Attendances at greyhound tracks dropped by a fifth in the aftermath of RTÉ's expose of mistreatment of dogs in the sector as the sport faces a "problematic" financial future, an Oireachtas committee has heard.
The Irish Greyhound Board (IGB), which today is giving evidence on its 2017 accounts to the Public Accounts Committee, also said that it had marked down the value of its stadium portfolio following a revaluation exercise by more than €20 million.
IGB chief executive Gerard Dollard told the committee that in its 2018 accounts, which are not yet published, the value of fixed assets held by the company fell from €51.5 million to €29.4 million.
The PAC heard this morning that the commercial future of the sport was under threat due to dwindling attendances and the poor financial performance of many tracks.
"The existing model from a financial sustainability perspective is problematic," Mr Dollard told Fine Gael TD Alan Farrell. "Bottom line, looking at our own stadia, Shelbourne Park and Cork wash their face. All other stadia lose money," he said. "There has to be a rationalised industry. I expect the footprint will have to change," he said
Industry footprint
Mr Dollard flagged earlier that the "footprint" of the industry may have to change. Economic consultants Indecon are currently examining this issue, with a report expected next month.
The sport lost the support of Barry's Tea and insurer FBD in the aftermath of the RTÉ programme earlier this year, although the committee heard the combined impact of lost sponsorship is less than €10,000.
Connolly’s Red Mills, an animal feed supplier, also pulled its sponsorship, but its budget has been redeployed to directly support welfare. Mr Dollard also said that his organisation has made a complaint to the Broadcasting Authority of Ireland over the RTÉ programme.
The Committee heard that average attendance at greyhound meetings has fallen to 319. Overall, attendance was down 19 per cent in 2017 compared to 2016. Meanwhile, turnover from racing has also fallen dramatically in recent years, from €32.9 million in 2010 to €22.7 million in 2017.
The IGB has not made any request for increased funding from the exchequer for this year, the committee heard. However, its strategic plan is predicated on a multimillion euro increase in exchequer funding between now and 2021.
The organisation is also facing staffing issues. Mr Dollard confirmed that the IGB’s Director of Governance and Compliance has been on leave since February of 2017, and there is no director of sales and marketing at the semi-state company.
Media rights
Mr Dollard told Sinn Féin TD David Cullinane that while many aspects of the sport's performance are challenged, the sale of media rights and international broadcasting rights, as well as the overall tote performance, is improving.
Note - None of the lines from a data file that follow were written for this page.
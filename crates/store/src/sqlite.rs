//! SqliteStore - single-table record storage
//!
//! The connection sits behind a mutex and every call runs on the blocking
//! pool. Timestamps are stored as fixed-width RFC 3339 text so that ordering
//! by the column is chronological.

use std::path::Path;
use std::sync::{Arc, Mutex};

use chrono::{DateTime, SecondsFormat, Utc};
use contracts::{ContractError, Record, RecordStore, StoredRecord};
use rusqlite::{params, Connection, OptionalExtension};
use tracing::info;

use crate::error::StoreError;

const KIND: &str = "sqlite";

const SCHEMA: &str = "
CREATE TABLE IF NOT EXISTS vehicle_locations (
    id          INTEGER PRIMARY KEY AUTOINCREMENT,
    vehicle_id  TEXT NOT NULL,
    latitude    REAL NOT NULL,
    longitude   REAL NOT NULL,
    speed       REAL NOT NULL,
    engine_temp REAL NOT NULL,
    observed_at TEXT NOT NULL,
    stored_at   TEXT NOT NULL
);
CREATE INDEX IF NOT EXISTS idx_vehicle_locations_latest
    ON vehicle_locations (vehicle_id, observed_at);
";

#[derive(Clone)]
pub struct SqliteStore {
    conn: Arc<Mutex<Connection>>,
}

impl SqliteStore {
    /// Open (or create) the database file and apply the schema.
    pub fn open(path: impl AsRef<Path>) -> Result<Self, StoreError> {
        let path = path.as_ref();
        let store = Self::init(Connection::open(path)?)?;
        info!(path = %path.display(), "sqlite store opened");
        Ok(store)
    }

    /// In-memory database, mostly for tests.
    pub fn open_in_memory() -> Result<Self, StoreError> {
        Self::init(Connection::open_in_memory()?)
    }

    fn init(conn: Connection) -> Result<Self, StoreError> {
        conn.execute_batch(SCHEMA)?;
        Ok(Self {
            conn: Arc::new(Mutex::new(conn)),
        })
    }

    /// Number of rows stored for `vehicle_id`.
    pub async fn count(&self, vehicle_id: &str) -> Result<u64, ContractError> {
        let vehicle_id = vehicle_id.to_string();
        self.with_conn(move |conn| {
            conn.query_row(
                "SELECT COUNT(*) FROM vehicle_locations WHERE vehicle_id = ?1",
                params![vehicle_id],
                |row| row.get::<_, i64>(0),
            )
            .map(|n| n as u64)
        })
        .await
    }

    async fn with_conn<T, F>(&self, f: F) -> Result<T, ContractError>
    where
        T: Send + 'static,
        F: FnOnce(&Connection) -> rusqlite::Result<T> + Send + 'static,
    {
        let conn = Arc::clone(&self.conn);
        tokio::task::spawn_blocking(move || {
            let guard = conn
                .lock()
                .map_err(|_| ContractError::store(KIND, "connection mutex poisoned"))?;
            f(&guard).map_err(sql_error)
        })
        .await
        .map_err(|e| ContractError::store(KIND, format!("blocking task failed: {e}")))?
    }
}

impl RecordStore for SqliteStore {
    fn kind(&self) -> &'static str {
        KIND
    }

    async fn insert(&self, record: &Record) -> Result<(), ContractError> {
        let record = record.clone();
        let stored_at = format_ts(Utc::now());
        self.with_conn(move |conn| {
            conn.execute(
                "INSERT INTO vehicle_locations \
                 (vehicle_id, latitude, longitude, speed, engine_temp, observed_at, stored_at) \
                 VALUES (?1, ?2, ?3, ?4, ?5, ?6, ?7)",
                params![
                    record.vehicle_id,
                    record.latitude,
                    record.longitude,
                    record.speed,
                    record.engine_temp,
                    format_ts(record.observed_at),
                    stored_at,
                ],
            )
            .map(|_| ())
        })
        .await
    }

    async fn latest(
        &self,
        vehicle_id: &str,
    ) -> Result<Option<StoredRecord>, ContractError> {
        let vehicle_id = vehicle_id.to_string();
        let row = self
            .with_conn(move |conn| {
                conn.query_row(
                    "SELECT vehicle_id, latitude, longitude, speed, engine_temp, observed_at, stored_at \
                     FROM vehicle_locations WHERE vehicle_id = ?1 \
                     ORDER BY observed_at DESC, id DESC LIMIT 1",
                    params![vehicle_id],
                    |row| {
                        Ok((
                            row.get::<_, String>(0)?,
                            row.get::<_, f64>(1)?,
                            row.get::<_, f64>(2)?,
                            row.get::<_, f64>(3)?,
                            row.get::<_, f64>(4)?,
                            row.get::<_, String>(5)?,
                            row.get::<_, String>(6)?,
                        ))
                    },
                )
                .optional()
            })
            .await?;

        let Some((vehicle_id, latitude, longitude, speed, engine_temp, observed_at, stored_at)) =
            row
        else {
            return Ok(None);
        };

        Ok(Some(StoredRecord {
            record: Record {
                vehicle_id,
                latitude,
                longitude,
                speed,
                engine_temp,
                observed_at: parse_ts(&observed_at)?,
            },
            stored_at: parse_ts(&stored_at)?,
        }))
    }
}

fn format_ts(ts: DateTime<Utc>) -> String {
    ts.to_rfc3339_opts(SecondsFormat::Nanos, true)
}

fn parse_ts(raw: &str) -> Result<DateTime<Utc>, ContractError> {
    DateTime::parse_from_rfc3339(raw)
        .map(|ts| ts.with_timezone(&Utc))
        .map_err(|e| ContractError::store(KIND, format!("bad timestamp '{raw}': {e}")))
}

fn sql_error(err: rusqlite::Error) -> ContractError {
    ContractError::store(KIND, err.to_string())
}

#[cfg(test)]
mod tests {
    use super::*;
    use chrono::TimeZone;

    fn record(latitude: f64, second: u32) -> Record {
        Record {
            vehicle_id: "TRUCK-001".to_string(),
            latitude,
            longitude: -74.006,
            speed: 42.5,
            engine_temp: 195.0,
            observed_at: Utc.with_ymd_and_hms(2024, 3, 1, 12, 0, second).unwrap(),
        }
    }

    #[tokio::test]
    async fn test_insert_and_latest() {
        let store = SqliteStore::open_in_memory().unwrap();
        store.insert(&record(10.0, 1)).await.unwrap();
        store.insert(&record(10.1, 2)).await.unwrap();

        let latest = store.latest("TRUCK-001").await.unwrap().unwrap();
        assert_eq!(latest.record, record(10.1, 2));
        assert!(store.latest("TRUCK-404").await.unwrap().is_none());
    }

    #[tokio::test]
    async fn test_latest_tie_prefers_last_insert() {
        let store = SqliteStore::open_in_memory().unwrap();
        store.insert(&record(1.0, 0)).await.unwrap();
        store.insert(&record(2.0, 0)).await.unwrap();
        assert_eq!(
            store.latest("TRUCK-001").await.unwrap().unwrap().record.latitude,
            2.0
        );
    }

    #[tokio::test]
    async fn test_duplicates_kept() {
        let store = SqliteStore::open_in_memory().unwrap();
        store.insert(&record(1.0, 0)).await.unwrap();
        store.insert(&record(1.0, 0)).await.unwrap();
        assert_eq!(store.count("TRUCK-001").await.unwrap(), 2);
    }

    #[tokio::test]
    async fn test_persists_across_reopen() {
        let dir = tempfile::tempdir().unwrap();
        let path = dir.path().join("telemetry.db");
        {
            let store = SqliteStore::open(&path).unwrap();
            store.insert(&record(5.0, 3)).await.unwrap();
        }
        let store = SqliteStore::open(&path).unwrap();
        assert_eq!(
            store.latest("TRUCK-001").await.unwrap().unwrap().record.latitude,
            5.0
        );
    }
}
The IGB detailed a variety of measures to improve animal welfare which have been put in place since the broadcast of the RTÉ programme. However, the committee also heard that the Department of Agriculture had not been given a consultancy report which formed a core part of that programme until May of this year, despite it being completed in December of 2017.
The report, by consultancy firm Preferred Results, suggested that up to 6,000 dogs could be being culled in the industry every year. The IGB has rejected the report, which cost €130,000. Mr Kelly said it was "absolutely shocking" that the Department were not told about the report until the broadcast of a programme which detailed its contents, even if the IGB did not agree with its conclusions.